コースの改善については、提言実現のために策定した中期計画に基づいて、前回の第6回大会では、現行のコースでウェーブスタートを導入し、コース上の混雑の緩和を図ったほか、第7回大会に向けて、ポートアイランド内の距離を短縮する新たなコース設定について、大会時の周辺交通や地域住民への影響等を考慮しつつ、現在検討を進めているところである。

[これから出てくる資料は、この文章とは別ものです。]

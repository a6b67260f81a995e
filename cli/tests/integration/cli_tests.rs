//! Integration tests for the tether CLI skeleton
//!
//! These tests verify the command structure and argument parsing.

#![allow(clippy::expect_used)]

use assert_cmd::Command;
use predicates::prelude::*;

fn tether() -> Command {
    let mut cmd = Command::new(assert_cmd::cargo::cargo_bin!("tether"));
    cmd.env("NO_COLOR", "1").env_remove("TETHER_CONFIG");
    cmd
}

// --- Help and version tests ---

#[test]
fn test_cli_no_args_shows_help_and_exits_two() {
    // clap with arg_required_else_help shows help on stderr and exits 2
    tether().assert().code(2).stderr(predicate::str::contains(
        "Run remote actions over SSH when watched files change",
    ));
}

#[test]
fn test_cli_help_flag_shows_help() {
    tether()
        .arg("--help")
        .assert()
        .success()
        .stdout(predicate::str::contains("Usage:"))
        .stdout(predicate::str::contains("Commands:"));
}

#[test]
fn test_cli_version_flag_shows_version() {
    tether()
        .arg("--version")
        .assert()
        .success()
        .stdout(predicate::str::contains("tether"));
}

#[test]
fn test_version_command_shows_version() {
    tether()
        .arg("version")
        .assert()
        .success()
        .stdout(predicate::str::contains("tether 0.1.0"));
}

#[test]
fn test_version_command_json_outputs_valid_json() {
    let output = tether()
        .args(["version", "--json"])
        .output()
        .expect("run tether");
    assert!(output.status.success());
    let value: serde_json::Value =
        serde_json::from_slice(&output.stdout).expect("stdout is JSON");
    assert_eq!(value["version"], "0.1.0");
}

#[test]
fn test_quiet_version_prints_nothing() {
    tether()
        .args(["-q", "version"])
        .assert()
        .success()
        .stdout(predicate::str::is_empty());
}

// --- Command hierarchy tests ---

#[test]
fn test_help_lists_all_commands() {
    let output = tether().arg("--help").output().expect("run tether");
    assert!(output.status.success());
    let stdout = String::from_utf8_lossy(&output.stdout);
    for command in ["run", "check", "match", "version"] {
        assert!(
            stdout.contains(&format!("  {command}")),
            "missing {command} in:\n{stdout}"
        );
    }
}

#[test]
fn test_match_help_shows_kind_values() {
    tether()
        .args(["match", "--help"])
        .assert()
        .success()
        .stdout(predicate::str::contains("--kind"))
        .stdout(predicate::str::contains("deleted"));
}

#[test]
fn test_match_rejects_unknown_kind() {
    tether()
        .args(["match", "/tmp/a.md", "--kind", "renamed"])
        .assert()
        .code(2)
        .stderr(predicate::str::contains("invalid value"));
}

#[test]
fn test_unknown_command_exits_with_error() {
    tether()
        .arg("deploy")
        .assert()
        .failure()
        .stderr(predicate::str::contains("unrecognized subcommand"));
}

#[test]
fn test_global_flags_accepted_after_subcommand() {
    tether()
        .args(["version", "--no-color", "--log-level", "debug"])
        .assert()
        .success();
}
impl RuleTable {
    /// Compiles every rule, checking patterns and templates.
    ///
    /// # Errors
    ///
    /// Returns a [`ConfigError`] for an invalid pattern, an unknown
    /// placeholder or a rule that names an unknown target.
    pub fn compile(config: &AgentConfig) -> Result<Self, ConfigError> {
        let mut rules = Vec::with_capacity(config.rules.len());
        for rule in &config.rules {
            let target = config.targets.get(&rule.target).cloned().ok_or_else(|| {
                ConfigError::UnknownTarget {
                    rule: rule.name.clone(),
                    target: rule.target.clone(),
                    known: config.target_names().join(", "),
                }
            })?;
            rules.push(Rule::compile(rule, target)?);
        }
        let mut roots: Vec<PathBuf> = config.watch.iter().map(|w| w.root.clone()).collect();
        // Longest root first so nested roots win.
        roots.sort_by_key(|r| std::cmp::Reverse(r.components().count()));
        Ok(Self { rules, roots })
    }

    #[must_use]
    pub fn rules(&self) -> &[Rule] {
        &self.rules
    }

    #[must_use]
    pub fn is_empty(&self) -> bool {
        self.rules.is_empty()
    }

    /// Path relative to the watch root containing it, `/`-separated.
    #[must_use]
    pub fn relative_path(&self, path: &Path) -> String {
        let stripped = self
            .roots
            .iter()
            .find_map(|root| path.strip_prefix(root).ok())
            .unwrap_or(path);
        stripped
            .components()
            .filter_map(|c| match c {
                Component::Normal(part) => Some(part.to_string_lossy().into_owned()),
                _ => None,
            })
            .collect::<Vec<_>>()
            .join("/")
    }

    /// Finds the first rule matching `task` and renders its action.
    #[must_use]
    pub fn resolve(&self, task: &CoalescedTask, today: NaiveDate) -> Option<Resolution> {
        let relative = self.relative_path(&task.path);
        let rule = self
            .rules
            .iter()
            .find(|r| r.matches(&relative, task.kind))?;
        let mut vars = TemplateVars::new(task, &relative, today);

        let action = match &rule.action {
            RuleAction::Command(template) => ResolvedAction::Command {
                command: template.render(&vars, true),
            },
            RuleAction::Push {
                remote_dir,
                rename,
                then,
                front_matter,
            } => {
                let dir = remote_dir.render(&vars, false);
                let name = rename
                    .as_ref()
                    .map(|r| r.render(&vars, false))
                    .filter(|n| !n.is_empty())
                    .unwrap_or_else(|| vars.get(Placeholder::FileName).to_string());
                let remote_path = format!("{}/{name}", dir.trim_end_matches('/'));
                vars.set_remote_path(&remote_path);
                ResolvedAction::Push {
                    local: task.path.clone(),
                    front_matter: render_front_matter(front_matter, &vars),
                    then: then.as_ref().map(|t| t.render(&vars, true)),
                    remote_path,
                }
            }
        };

        Some(Resolution {
            rule: rule.name.clone(),
            target_name: rule.target_name.clone(),
            target: rule.target.clone(),
            action,
        })
    }
}

/// `---`-fenced YAML block with one line per field, or `None` when empty.
fn render_front_matter(fields: &[(String, Template)], vars: &TemplateVars) -> Option<String> {
    if fields.is_empty() {
        return None;
    }
    let mut block = String::from("---\n");
    for (key, template) in fields {
        let value = template.render(vars, false).replace(['\r', '\n'], " ");
        block.push_str(&format!("{key}: {value}\n"));
    }
    block.push_str("---\n\n");
    Some(block)
}

impl RuleTable {
    /// Resolves a synthetic task for `path` as if it had changed at `now`.
    #[must_use]
    pub fn dry_run(&self, path: &Path, kind: ChangeKind, now: DateTime<Utc>) -> MatchReport {
        let task = CoalescedTask {
            id: TaskId(0),
            path: path.to_path_buf(),
            from_path: None,
            kind,
            first_seen: now,
            last_seen: now,
            merge_count: 1,
        };
        let resolution = self.resolve(&task, now.with_timezone(&Local).date_naive());
        MatchReport {
            path: task.path,
            relative_path: self.relative_path(path),
            kind,
            rule: resolution.as_ref().map(|r| r.rule.clone()),
            target: resolution.as_ref().map(|r| r.target_name.clone()),
            remote: resolution.as_ref().map(|r| r.target.key().to_string()),
            action: resolution.map(|r| r.action.describe()),
        }
    }
}

// ── Unit tests ───────────────────────────────────────────────────────────────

今後とも、安全で快適なレース環境の確保とともに、より一層街のにぎわいが期待でき、好記録の狙えるコースを継続的に研究・検討し、大会の更なる魅力向上に努める。
石井秀武委員
どうもありがとうございます。
もうコメントだけにしておくが、今、アンケート上は大変満足度が高かったということであるが、私のもとには、例えば、最後フィニッシュした後、ポートライナーに乗って帰らないといけないと、走って帰ってきたのに30分も40分も1時間も電車乗るのに待たないといけないという声が聞こえたり、先ほど答弁にあった、ポーアイ入ってからの周遊コースに対する指摘もある。併せて、記録の出やすいということであれば、ポーアイに入っていくところが、浜手バイパスを2層、3層にわたって登っていかないといけないというような実態もあるので、その辺も十分に踏まえて今後のあり方を考えていただきたいと思っているし、ポーアイのところで周遊するコースをちょっとカットするのであれば、明石の方まで延ばしてくれないかというようなことも聞いているので、神戸マラソンということではあるが、明石の大蔵谷ぐらいであれば十分、またその辺、ストックヤードみたいなところもあるので、一つそういったアイデアも十分踏まえて、今後の魅力アップに努めていただきたいと思っているので、どうかよろしくお願いをし、質問を終わる。どうもありがとうございました。